### Task item
Both the line with "filename src/progress.rs" and the line with "pub fn compute_percent(steps: &[Step], forced_done: bool)" in the records below must appear in the output, along with every line between them, exactly and with nothing added.

### Data section
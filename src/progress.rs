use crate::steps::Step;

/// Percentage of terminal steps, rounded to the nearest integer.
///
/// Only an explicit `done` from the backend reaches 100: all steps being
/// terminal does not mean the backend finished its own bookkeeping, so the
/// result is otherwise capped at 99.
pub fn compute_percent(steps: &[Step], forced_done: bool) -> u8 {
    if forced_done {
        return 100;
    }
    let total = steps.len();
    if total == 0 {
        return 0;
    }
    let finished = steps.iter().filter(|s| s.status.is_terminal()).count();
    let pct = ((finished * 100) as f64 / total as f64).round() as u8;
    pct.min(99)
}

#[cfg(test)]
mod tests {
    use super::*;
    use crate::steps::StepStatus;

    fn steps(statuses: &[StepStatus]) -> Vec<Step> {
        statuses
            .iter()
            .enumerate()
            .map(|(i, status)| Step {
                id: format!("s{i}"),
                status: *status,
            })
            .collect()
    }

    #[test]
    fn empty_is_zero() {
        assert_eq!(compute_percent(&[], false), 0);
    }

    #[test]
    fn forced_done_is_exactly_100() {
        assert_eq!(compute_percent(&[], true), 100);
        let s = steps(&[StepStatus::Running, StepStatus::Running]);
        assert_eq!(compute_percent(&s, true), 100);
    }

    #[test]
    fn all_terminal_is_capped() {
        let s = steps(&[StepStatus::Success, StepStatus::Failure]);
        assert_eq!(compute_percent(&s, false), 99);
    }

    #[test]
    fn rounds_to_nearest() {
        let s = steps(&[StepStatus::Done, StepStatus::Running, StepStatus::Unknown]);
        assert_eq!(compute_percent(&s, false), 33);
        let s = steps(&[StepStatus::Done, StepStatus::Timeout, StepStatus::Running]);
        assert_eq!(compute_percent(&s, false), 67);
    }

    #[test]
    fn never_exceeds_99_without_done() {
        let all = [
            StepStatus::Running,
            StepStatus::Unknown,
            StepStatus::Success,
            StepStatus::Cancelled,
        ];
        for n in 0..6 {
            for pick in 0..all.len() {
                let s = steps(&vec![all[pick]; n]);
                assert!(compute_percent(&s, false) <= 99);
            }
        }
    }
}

--

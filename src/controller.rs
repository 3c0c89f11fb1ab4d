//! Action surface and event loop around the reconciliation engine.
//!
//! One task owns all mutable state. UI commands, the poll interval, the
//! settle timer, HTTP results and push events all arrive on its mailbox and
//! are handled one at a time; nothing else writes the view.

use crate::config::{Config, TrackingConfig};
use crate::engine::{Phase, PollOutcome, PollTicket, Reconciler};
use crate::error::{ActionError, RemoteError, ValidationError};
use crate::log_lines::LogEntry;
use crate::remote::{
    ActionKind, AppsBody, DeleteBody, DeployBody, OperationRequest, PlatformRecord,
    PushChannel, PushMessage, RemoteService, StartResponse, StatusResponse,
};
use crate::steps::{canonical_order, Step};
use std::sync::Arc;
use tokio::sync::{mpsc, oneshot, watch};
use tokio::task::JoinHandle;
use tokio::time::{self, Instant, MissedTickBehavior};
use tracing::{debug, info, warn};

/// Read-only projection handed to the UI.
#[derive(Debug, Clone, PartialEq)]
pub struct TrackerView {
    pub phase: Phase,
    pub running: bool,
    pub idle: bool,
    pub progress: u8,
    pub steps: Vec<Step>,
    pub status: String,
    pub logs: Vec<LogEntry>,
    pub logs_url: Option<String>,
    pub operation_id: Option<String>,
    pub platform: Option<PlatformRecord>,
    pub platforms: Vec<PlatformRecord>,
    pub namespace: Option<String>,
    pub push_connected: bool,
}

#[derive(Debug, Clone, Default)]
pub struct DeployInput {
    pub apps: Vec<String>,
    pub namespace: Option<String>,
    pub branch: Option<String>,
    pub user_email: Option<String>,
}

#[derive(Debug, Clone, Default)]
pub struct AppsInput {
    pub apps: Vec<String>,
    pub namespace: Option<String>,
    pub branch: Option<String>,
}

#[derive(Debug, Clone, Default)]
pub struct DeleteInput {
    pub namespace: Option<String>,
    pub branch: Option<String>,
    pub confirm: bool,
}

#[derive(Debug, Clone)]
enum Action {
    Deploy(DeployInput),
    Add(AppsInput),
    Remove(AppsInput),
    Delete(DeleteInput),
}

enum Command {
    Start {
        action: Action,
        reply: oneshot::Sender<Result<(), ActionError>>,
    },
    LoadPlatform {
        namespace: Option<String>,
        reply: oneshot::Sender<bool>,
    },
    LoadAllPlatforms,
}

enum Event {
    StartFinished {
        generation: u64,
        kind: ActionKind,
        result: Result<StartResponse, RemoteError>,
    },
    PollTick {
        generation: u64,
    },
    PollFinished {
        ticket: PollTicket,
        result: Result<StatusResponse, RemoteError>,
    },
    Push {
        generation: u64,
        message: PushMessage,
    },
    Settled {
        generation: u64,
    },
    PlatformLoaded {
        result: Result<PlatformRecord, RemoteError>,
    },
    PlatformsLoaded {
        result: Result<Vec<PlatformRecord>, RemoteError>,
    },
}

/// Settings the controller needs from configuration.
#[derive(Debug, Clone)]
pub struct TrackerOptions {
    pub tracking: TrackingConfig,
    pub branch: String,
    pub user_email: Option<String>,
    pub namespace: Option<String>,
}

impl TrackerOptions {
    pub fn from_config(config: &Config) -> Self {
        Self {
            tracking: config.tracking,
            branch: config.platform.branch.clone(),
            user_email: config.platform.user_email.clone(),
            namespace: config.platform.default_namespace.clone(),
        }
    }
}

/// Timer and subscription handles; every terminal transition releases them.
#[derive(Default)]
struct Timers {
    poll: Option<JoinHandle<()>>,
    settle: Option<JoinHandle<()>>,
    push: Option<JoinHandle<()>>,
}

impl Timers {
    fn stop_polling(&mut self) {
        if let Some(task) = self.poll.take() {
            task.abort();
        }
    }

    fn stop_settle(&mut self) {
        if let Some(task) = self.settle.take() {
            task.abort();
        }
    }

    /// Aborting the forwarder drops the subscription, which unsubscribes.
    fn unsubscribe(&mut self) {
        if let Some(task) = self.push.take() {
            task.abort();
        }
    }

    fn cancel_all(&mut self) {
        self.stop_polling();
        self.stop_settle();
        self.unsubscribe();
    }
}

--

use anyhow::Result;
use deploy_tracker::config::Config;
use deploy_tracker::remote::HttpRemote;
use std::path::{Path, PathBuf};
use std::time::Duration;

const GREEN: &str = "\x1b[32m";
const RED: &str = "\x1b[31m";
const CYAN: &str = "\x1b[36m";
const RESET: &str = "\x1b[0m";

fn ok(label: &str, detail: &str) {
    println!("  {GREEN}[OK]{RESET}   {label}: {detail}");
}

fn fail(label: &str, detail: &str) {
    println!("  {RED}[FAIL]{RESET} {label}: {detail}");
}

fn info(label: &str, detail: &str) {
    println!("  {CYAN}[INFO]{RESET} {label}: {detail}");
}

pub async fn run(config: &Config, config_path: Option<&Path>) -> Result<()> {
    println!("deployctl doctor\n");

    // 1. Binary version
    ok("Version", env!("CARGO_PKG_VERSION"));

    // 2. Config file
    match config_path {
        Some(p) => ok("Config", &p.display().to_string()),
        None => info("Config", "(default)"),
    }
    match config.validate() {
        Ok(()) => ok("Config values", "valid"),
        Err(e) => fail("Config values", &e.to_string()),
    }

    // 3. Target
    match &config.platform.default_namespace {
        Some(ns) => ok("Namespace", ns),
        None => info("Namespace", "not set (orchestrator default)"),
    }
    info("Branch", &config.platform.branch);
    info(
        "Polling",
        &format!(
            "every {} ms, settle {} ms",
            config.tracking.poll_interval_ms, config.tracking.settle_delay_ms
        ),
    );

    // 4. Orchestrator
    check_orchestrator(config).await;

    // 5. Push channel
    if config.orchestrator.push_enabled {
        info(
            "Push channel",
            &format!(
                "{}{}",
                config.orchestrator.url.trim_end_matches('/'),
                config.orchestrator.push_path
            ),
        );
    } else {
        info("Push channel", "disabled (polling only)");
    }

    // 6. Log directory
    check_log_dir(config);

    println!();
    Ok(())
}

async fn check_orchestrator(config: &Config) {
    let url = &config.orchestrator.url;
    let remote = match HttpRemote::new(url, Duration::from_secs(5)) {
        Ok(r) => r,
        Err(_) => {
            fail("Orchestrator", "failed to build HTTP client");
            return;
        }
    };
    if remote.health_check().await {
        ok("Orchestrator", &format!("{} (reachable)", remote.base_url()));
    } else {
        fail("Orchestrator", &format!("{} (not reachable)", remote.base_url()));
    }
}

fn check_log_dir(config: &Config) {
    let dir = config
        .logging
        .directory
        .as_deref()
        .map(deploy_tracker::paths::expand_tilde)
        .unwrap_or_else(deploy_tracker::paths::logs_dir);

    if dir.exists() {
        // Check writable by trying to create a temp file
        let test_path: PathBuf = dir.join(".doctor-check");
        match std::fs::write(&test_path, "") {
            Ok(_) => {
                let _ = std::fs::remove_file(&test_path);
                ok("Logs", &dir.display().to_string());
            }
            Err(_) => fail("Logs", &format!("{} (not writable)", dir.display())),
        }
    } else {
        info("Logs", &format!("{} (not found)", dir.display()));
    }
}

### Task response
filename src/progress.rs
use crate::steps::Step;

/// Percentage of terminal steps, rounded to the nearest integer.
///
/// Only an explicit `done` from the backend reaches 100: all steps being
/// terminal does not mean the backend finished its own bookkeeping, so the
/// result is otherwise capped at 99.
pub fn compute_percent(steps: &[Step], forced_done: bool) -> u8 {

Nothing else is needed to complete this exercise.